In order to overcome these problems, multi-scale models have been proposed, 
for example by T.S. Verma S.N. Levine and J.O. Smith III "Multiresolution sinusoidal 
modeling for wideband audio with modifications", in Proc. ICASSP-98, Seattle, 1998. These 
multi-scale models provide different segment length L for different frequency ranges of the 
signal s. However, these multi-scale models bring about problems of scattering of 
components over scales and/or of merging the data retrieved at different scales. More 
specifically, a problem of scattering addresses the problem that the generated segments 
usually overlap and thus, samples of said segments might be processed twice because there is 
no clear separation possible - except of applying high effort - between the samples of two 
generated segments. 

Starting from that prior art it is an object of the invention to improve a known 
parametric encoder and method for encoding an audio or speech signal such that a required 
time-frequency resolution trade-off can be established without having the above mentioned 
problems of the multi-scale models, namely the problem of scattering of components over 
scales and/or of merging the data retrieved at different scales. 
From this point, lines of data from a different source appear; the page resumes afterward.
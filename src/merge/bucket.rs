use crate::source::LogEntry;
use chrono::{DateTime, Utc};
use std::collections::BTreeMap;
use std::time::Duration;
use tracing::trace;

/// Buffers entries in coarse time buckets and flushes a bucket once no
/// active source can contribute to it anymore.
///
/// Each source's watermark is the bucket key of its most recent entry.
/// Because sources are individually non-decreasing, a bucket strictly below
/// the minimum watermark across active sources can never receive another
/// entry and is safe to sort and emit.
pub struct BucketMerger {
    granularity_secs: i64,
    buckets: BTreeMap<DateTime<Utc>, Vec<LogEntry>>,
    sources: Vec<SourceState>,
    flushed_buckets: u64,
}

#[derive(Debug, Clone)]
struct SourceState {
    watermark: Option<DateTime<Utc>>,
    active: bool,
}

enum FlushLimit {
    /// Some active source has no watermark yet; nothing is safe.
    Hold,
    /// Buckets strictly below this key are safe.
    Below(DateTime<Utc>),
    /// No active sources remain; everything is safe.
    Everything,
}

impl BucketMerger {
    /// `granularity` must be a positive whole number of seconds (enforced at
    /// config validation).
    pub fn new(source_count: usize, granularity: Duration) -> Self {
        let granularity_secs = granularity.as_secs() as i64;
        assert!(granularity_secs > 0, "bucket granularity must be at least one second");

        Self {
            granularity_secs,
            buckets: BTreeMap::new(),
            sources: vec![
                SourceState {
                    watermark: None,
                    active: true,
                };
                source_count
            ],
            flushed_buckets: 0,
        }
    }

    /// The start instant of the bucket containing `timestamp`.
    pub fn bucket_key(&self, timestamp: DateTime<Utc>) -> DateTime<Utc> {
        let secs = timestamp.timestamp().div_euclid(self.granularity_secs) * self.granularity_secs;
        DateTime::from_timestamp(secs, 0).unwrap()
    }

    /// Buffer an entry from a source, advance that source's watermark, and
    /// return every entry that became safe to emit, in final order.
    pub fn observe(&mut self, source: usize, entry: LogEntry) -> Vec<LogEntry> {
        let key = self.bucket_key(entry.timestamp);
        self.buckets.entry(key).or_default().push(entry);

        if let Some(state) = self.sources.get_mut(source) {
            state.watermark = Some(key);
        }

        self.drain_ready()
    }

    /// Mark a source drained. A drained source no longer constrains the
    /// minimum watermark, which can make previously-held buckets eligible,
    /// so eligible entries are returned here too.
    pub fn mark_drained(&mut self, source: usize) -> Vec<LogEntry> {
        if let Some(state) = self.sources.get_mut(source) {
            state.active = false;
        }

        self.drain_ready()
    }

    /// Flush everything that remains, in final order. Called once no further
    /// entries can ever arrive.
    pub fn finish(&mut self) -> Vec<LogEntry> {
        let remaining = std::mem::take(&mut self.buckets);
        self.emit_buckets(remaining)
    }

    /// Number of entries currently buffered.
    pub fn buffered_count(&self) -> usize {
        self.buckets.values().map(Vec::len).sum()
    }

    /// Number of buckets flushed so far.
    pub fn flushed_buckets(&self) -> u64 {
        self.flushed_buckets
    }

    fn drain_ready(&mut self) -> Vec<LogEntry> {
        let eligible = match self.flush_limit() {
            FlushLimit::Hold => return Vec::new(),
            FlushLimit::Below(key) => {
                // split_off keeps strictly-older buckets here, hands back the rest.
                let retained = self.buckets.split_off(&key);
                std::mem::replace(&mut self.buckets, retained)
            }
            FlushLimit::Everything => std::mem::take(&mut self.buckets),
        };

        self.emit_buckets(eligible)
    }

    fn emit_buckets(&mut self, buckets: BTreeMap<DateTime<Utc>, Vec<LogEntry>>) -> Vec<LogEntry> {
        let mut out = Vec::new();
        for (key, mut entries) in buckets {
            // Stable sort: equal timestamps keep arrival order.
            entries.sort_by_key(|entry| entry.timestamp);
            trace!(bucket = %key, count = entries.len(), "flushing bucket");
            self.flushed_buckets += 1;
            out.extend(entries);
        }
        out
    }

    fn flush_limit(&self) -> FlushLimit {
        let active: Vec<&SourceState> = self.sources.iter().filter(|s| s.active).collect();

        if active.is_empty() {
            return FlushLimit::Everything;
        }
        if active.iter().any(|s| s.watermark.is_none()) {
            return FlushLimit::Hold;
        }

        match active.iter().filter_map(|s| s.watermark).min() {
            Some(min) => FlushLimit::Below(min),
            None => FlushLimit::Hold,
        }
    }
}

#[cfg(test)]
mod tests {
    use super::*;

    const DAY: Duration = Duration::from_secs(24 * 60 * 60);

    fn entry(source: &str, timestamp: &str, text: &str) -> LogEntry {
        LogEntry {
            timestamp: timestamp.parse().unwrap(),
            source_id: source.to_string(),
            raw_text: text.to_string(),
        }
    }

    fn texts(entries: &[LogEntry]) -> Vec<&str> {
        entries.iter().map(|e| e.raw_text.as_str()).collect()
    }

    #[test]
    fn test_bucket_key_truncates_to_granularity() {
        let merger = BucketMerger::new(1, DAY);

        let key = merger.bucket_key("2025-12-04T10:30:00Z".parse().unwrap());
        assert_eq!(key, "2025-12-04T00:00:00Z".parse::<DateTime<Utc>>().unwrap());

        let key = merger.bucket_key("2025-12-04T00:00:00Z".parse().unwrap());
        assert_eq!(key, "2025-12-04T00:00:00Z".parse::<DateTime<Utc>>().unwrap());
    }

    #[test]
    fn test_bucket_key_pre_epoch_truncates_downward() {
        let merger = BucketMerger::new(1, DAY);

        let key = merger.bucket_key("1969-12-31T18:00:00Z".parse().unwrap());
        assert_eq!(key, "1969-12-31T00:00:00Z".parse::<DateTime<Utc>>().unwrap());
    }

    #[test]
    fn test_hold_until_every_active_source_has_watermark() {
        let mut merger = BucketMerger::new(2, DAY);

        // Source 1 has no watermark yet, so nothing may flush even though
        // source 0 is already two days ahead.
        let out = merger.observe(0, entry("a", "2025-12-01T10:00:00Z", "a1"));
        assert!(out.is_empty());
        let out = merger.observe(0, entry("a", "2025-12-03T10:00:00Z", "a2"));
        assert!(out.is_empty());
        assert_eq!(merger.buffered_count(), 2);

        // Source 1's first entry gives it a watermark at day 3: day 1 flushes.
        let out = merger.observe(1, entry("b", "2025-12-03T09:00:00Z", "b1"));
        assert_eq!(texts(&out), vec!["a1"]);
        assert_eq!(merger.buffered_count(), 2);
    }

    #[test]
    fn test_bucket_at_min_watermark_is_retained() {
        let mut merger = BucketMerger::new(2, DAY);

        merger.observe(0, entry("a", "2025-12-01T10:00:00Z", "a1"));
        let out = merger.observe(1, entry("b", "2025-12-01T11:00:00Z", "b1"));

        // Both watermarks sit at day 1; the day-1 bucket can still grow.
        assert!(out.is_empty());
        assert_eq!(merger.buffered_count(), 2);
    }

    #[test]
    fn test_flush_emits_sorted_across_sources() {
        let mut merger = BucketMerger::new(2, DAY);

        merger.observe(0, entry("a", "2025-12-01T20:00:00Z", "a-late"));
        merger.observe(1, entry("b", "2025-12-01T08:00:00Z", "b-early"));
        merger.observe(0, entry("a", "2025-12-02T01:00:00Z", "a-next"));
        let out = merger.observe(1, entry("b", "2025-12-02T02:00:00Z", "b-next"));

        // Day 1 flushed, internally sorted despite arrival order.
        assert_eq!(texts(&out), vec!["b-early", "a-late"]);
    }

    #[test]
    fn test_multiple_buckets_flush_in_ascending_order() {
        let mut merger = BucketMerger::new(2, DAY);

        merger.observe(0, entry("a", "2025-12-01T10:00:00Z", "day1"));
        merger.observe(0, entry("a", "2025-12-02T10:00:00Z", "day2"));
        merger.observe(0, entry("a", "2025-12-04T10:00:00Z", "day4"));
        let out = merger.observe(1, entry("b", "2025-12-04T09:00:00Z", "b-day4"));

        assert_eq!(texts(&out), vec!["day1", "day2"]);
        assert_eq!(merger.flushed_buckets(), 2);
    }

    #[test]
    fn test_drained_source_stops_constraining() {
        let mut merger = BucketMerger::new(2, DAY);

        merger.observe(0, entry("a", "2025-12-01T10:00:00Z", "a1"));
        merger.observe(1, entry("b", "2025-12-01T09:00:00Z", "b1"));
        let out = merger.observe(0, entry("a", "2025-12-03T10:00:00Z", "a2"));
        // Source b's watermark still holds day 1.
        assert!(out.is_empty());

        // Once b drains, only a's watermark (day 3) matters: day 1 flushes.
        let out = merger.mark_drained(1);
        assert_eq!(texts(&out), vec!["b1", "a1"]);
        assert_eq!(merger.buffered_count(), 1);
    }

    #[test]
    fn test_empty_source_never_blocks() {
        let mut merger = BucketMerger::new(2, DAY);

        merger.observe(0, entry("a", "2025-12-01T10:00:00Z", "a1"));
        merger.observe(0, entry("a", "2025-12-03T10:00:00Z", "a2"));

        // Source 1 drains without ever producing a watermark; it must not
        // hold day 1 back.
        let out = merger.mark_drained(1);
        assert_eq!(texts(&out), vec!["a1"]);
    }

    #[test]
    fn test_all_sources_drained_flushes_everything() {
        let mut merger = BucketMerger::new(1, DAY);

        merger.observe(0, entry("a", "2025-12-01T10:00:00Z", "a1"));
        merger.observe(0, entry("a", "2025-12-02T10:00:00Z", "a2"));

        let out = merger.mark_drained(0);
        assert_eq!(texts(&out), vec!["a1", "a2"]);
        assert_eq!(merger.buffered_count(), 0);
    }

    #[test]
    fn test_finish_flushes_remaining_ascending() {
        let mut merger = BucketMerger::new(1, DAY);

        merger.observe(0, entry("a", "2025-12-03T10:00:00Z", "day3"));
        merger.observe(0, entry("a", "2025-12-01T12:00:00Z", "day1-late"));
        merger.observe(0, entry("a", "2025-12-01T08:00:00Z", "day1-early"));

        let out = merger.finish();
        assert_eq!(texts(&out), vec!["day1-early", "day1-late", "day3"]);
        assert_eq!(merger.buffered_count(), 0);
    }

    #[test]
    fn test_equal_timestamps_keep_arrival_order() {
        let mut merger = BucketMerger::new(1, DAY);

        merger.observe(0, entry("a", "2025-12-01T10:00:00Z", "first"));
        merger.observe(0, entry("a", "2025-12-01T10:00:00Z", "second"));
        merger.observe(0, entry("a", "2025-12-01T10:00:00Z", "third"));

        let out = merger.finish();
        assert_eq!(texts(&out), vec!["first", "second", "third"]);
    }

    #[test]
    fn test_fine_granularity_degenerates_to_k_way_merge() {
        let mut merger = BucketMerger::new(2, Duration::from_secs(1));

        let mut out = Vec::new();
        out.extend(merger.observe(0, entry("a", "2025-12-01T10:00:00Z", "a1")));
        out.extend(merger.observe(1, entry("b", "2025-12-01T10:00:01Z", "b1")));
        out.extend(merger.observe(0, entry("a", "2025-12-01T10:00:02Z", "a2")));
        out.extend(merger.observe(1, entry("b", "2025-12-01T10:00:03Z", "b2")));
        out.extend(merger.mark_drained(0));
        out.extend(merger.mark_drained(1));
        out.extend(merger.finish());

        assert_eq!(texts(&out), vec!["a1", "b1", "a2", "b2"]);
    }

    #[test]
    fn test_zero_sources_flush_limit_is_everything() {
        let mut merger = BucketMerger::new(0, DAY);
        assert_eq!(merger.buffered_count(), 0);
        assert!(merger.finish().is_empty());
    }
}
This object is solved by the subject matter of claim 1. More specifically, for 
the known parametric encoder it is suggested according to claim 1, that the segmentation unit 
is further embodied for carrying out a frequency-warping operation in order to transform the 
output samples onto a frequency- warped domain and to provide a post-processing filter for 
re-mapping said sinusoidal code data output from the sinusoidal estimation unit to the 
original frequency domain of the signal s. 

The segmentation unit of the claimed parametric encoder segments the signal s 
into at least one single scale segment x m (l). Because said unit only generates single scale 
segments the problems of the multi-scale models known in the art do not occur here. Instead, 
by applying the frequency-warping operation the required time-frequency resolution trade- 
off, i.e. providing different frequency resolutions for different frequency ranges of the signal 
s, can advantageously be established for single scale segments without any problems.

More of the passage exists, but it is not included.